MedicalResearch.com Interview with:
Arjola Bano, MD, DSc
Departments of Internal Medicine and Epidemiology
Erasmus Medical Center, Rotterdam, The Netherlands
MedicalResearch.com: What is the background for this study? What are the main findings?
Response: Atherosclerosis is a chronic condition, characterized by the accumulation of lipids and fibrous elements in the arterial walls. It can progress insidiously from an asymptomatic narrowing of the arterial lumen (subclinical phase) to the clinical onset of vascular events (as coronary heart disease or stroke) and death. Despite advances in prevention and treatment, atherosclerotic diseases remain a leading cause of mortality worldwide. Therefore, identifying additional modifiable risk factors for atherosclerosis is of major importance.
So far, the role of thyroid hormone on atherosclerosis remains unclear. Moreover, a comprehensive investigation exploring the link of thyroid function with the wide spectrum of atherosclerosis, including subclinical atherosclerosis, clinical atherosclerosis and atherosclerotic mortality, within the same population is lacking.
Therefore, in a prospective study of 9231 middle-aged and elderly people, we explored the association of thyroid function with subclinical atherosclerosis (coronary artery calcification), atherosclerotic events (fatal and nonfatal coronary heart disease or stroke) and atherosclerotic mortality (death from coronary heart disease, cerebrovascular or other atherosclerotic disease). Higher free thyroxine (FT4) levels were associated with higher risk of subclinical atherosclerosis, atherosclerotic events and atherosclerotic mortality, independently of cardiovascular risk factors.
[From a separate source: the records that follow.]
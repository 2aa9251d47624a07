use std::future::Future;
use std::sync::Arc;

use tracing::{debug, info, warn};
use vsm_core::{Event, Inbound, StateStore, Value};
use vsm_rules::RuleIndex;
use vsm_transport::{SignalTransport, TransportError};

use crate::error::DispatchError;
use crate::stats::DispatchStats;

/// Whether the loop keeps going after a step.
#[derive(Debug, Clone, Copy, PartialEq, Eq)]
pub enum Flow {
    Continue,
    Terminate,
}

/// Single-writer event loop.
///
/// Owns the state store and the transport; the rule index is shared
/// read-only. Exactly one event is processed at a time, so an assignment is
/// always visible to every trigger received after it.
pub struct Dispatcher<T> {
    transport: T,
    rules: Arc<RuleIndex>,
    state: StateStore,
    stats: DispatchStats,
}

impl<T: SignalTransport> Dispatcher<T> {
    pub fn new(transport: T, rules: Arc<RuleIndex>, state: StateStore) -> Self {
        Self {
            transport,
            rules,
            state,
            stats: DispatchStats::default(),
        }
    }

    pub fn state(&self) -> &StateStore {
        &self.state
    }

    pub fn stats(&self) -> DispatchStats {
        self.stats
    }

    pub fn transport(&self) -> &T {
        &self.transport
    }

    pub fn into_transport(self) -> T {
        self.transport
    }

    /// Receive and process events until `quit`, end of input, or `shutdown`
    /// resolves.
    ///
    /// A received message that fails to decode is logged and skipped. Any
    /// other transport failure ends the loop and is returned. The transport
    /// is closed on every exit path.
    pub async fn run<F>(mut self, shutdown: F) -> Result<DispatchStats, DispatchError>
    where
        F: Future<Output = ()>,
    {
        let backend = self.transport.backend();
        info!(backend, rules = self.rules.len(), signals = self.state.len(), "dispatcher running");

        let outcome = self.dispatch(shutdown).await;
        let closed = self
            .transport
            .close()
            .await
            .map_err(|e| self.transport_error(e));

        match (outcome, closed) {
            (Err(e), Err(close_err)) => {
                warn!(error = %close_err, "failed to close transport after error");
                Err(e)
            }
            (Err(e), Ok(())) | (Ok(()), Err(e)) => Err(e),
            (Ok(()), Ok(())) => {
                info!(stats = %self.stats, "dispatcher stopped");
                Ok(self.stats)
            }
        }
    }

    async fn dispatch<F>(&mut self, shutdown: F) -> Result<(), DispatchError>
    where
        F: Future<Output = ()>,
    {
        tokio::pin!(shutdown);
        loop {
            let received = tokio::select! {
                biased;
                _ = &mut shutdown => {
                    info!("interrupt received, shutting down");
                    return Ok(());
                }
                received = self.transport.receive() => received,
            };

            let inbound = match received {
                Ok(Some(inbound)) => inbound,
                Ok(None) => {
                    info!("input closed, shutting down");
                    return Ok(());
                }
                Err(e) if e.is_malformed_input() => {
                    warn!(error = %e, "skipping malformed message");
                    self.stats.malformed += 1;
                    continue;
                }
                Err(e) => return Err(self.transport_error(e)),
            };
            if self.step(inbound).await? == Flow::Terminate {
                return Ok(());
            }
        }
    }

    /// Process one inbound unit.
    pub async fn step(&mut self, inbound: Inbound) -> Result<Flow, DispatchError> {
        match inbound {
            Inbound::Blank => {
                self.stats.blanks += 1;
                Ok(Flow::Continue)
            }
            Inbound::Quit => {
                info!("quit received");
                Ok(Flow::Terminate)
            }
            Inbound::Signal(Event {
                name,
                value: Some(value),
            }) => {
                self.assign(name, value);
                Ok(Flow::Continue)
            }
            Inbound::Signal(Event { name, value: None }) => {
                self.fire(&name).await?;
                Ok(Flow::Continue)
            }
        }
    }

    /// Store an assignment. Never evaluates rules.
    fn assign(&mut self, name: String, value: Value) {
        debug!(signal = %name, value = %value, "assignment");
        self.state.set(name, value);
        self.stats.assignments += 1;
    }

    /// Evaluate the rule for a bare trigger and emit its action if it holds.
    async fn fire(&mut self, name: &str) -> Result<(), DispatchError> {
        self.stats.triggers += 1;

        let rules = Arc::clone(&self.rules);
        let Some(rule) = rules.find(name) else {
            debug!(signal = %name, "no rule for trigger");
            self.stats.unmatched += 1;
            return Ok(());
        };

        let snapshot = self.state.snapshot();
        match rule.matches(&snapshot) {
            Ok(true) => {
                let action = rule.action();
                debug!(signal = %name, emit = %action.signal, "condition held");
                if let Some(delay) = action.delay {
                    tokio::time::sleep(delay).await;
                }
                self.transport
                    .send(&action.signal, &action.value)
                    .await
                    .map_err(|e| self.transport_error(e))?;
                self.stats.emitted += 1;
            }
            Ok(false) => {
                debug!(signal = %name, condition = %rule.source(), "condition false");
                self.stats.suppressed += 1;
            }
            Err(e) => {
                warn!(signal = %name, condition = %rule.source(), error = %e, "rule evaluation failed");
                self.stats.eval_errors += 1;
            }
        }
        Ok(())
    }

    fn transport_error(&self, source: TransportError) -> DispatchError {
        DispatchError::Transport {
            backend: self.transport.backend(),
            source,
        }
    }
}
The risk of atherosclerotic mortality increased with higher FT4 levels (HR; CI: 2.35; 1.61-3.41 per 1 ng/dl) and lower thyroid-stimulating hormone (TSH) levels (HR; CI: 0.92; 0.84-1.00 per 1 logTSH), with stronger estimates among participants with a history of atherosclerotic disease (HR; CI: 5.76; 2.79-11.89 for FT4 and 0.81; 0.69-0.95 for TSH).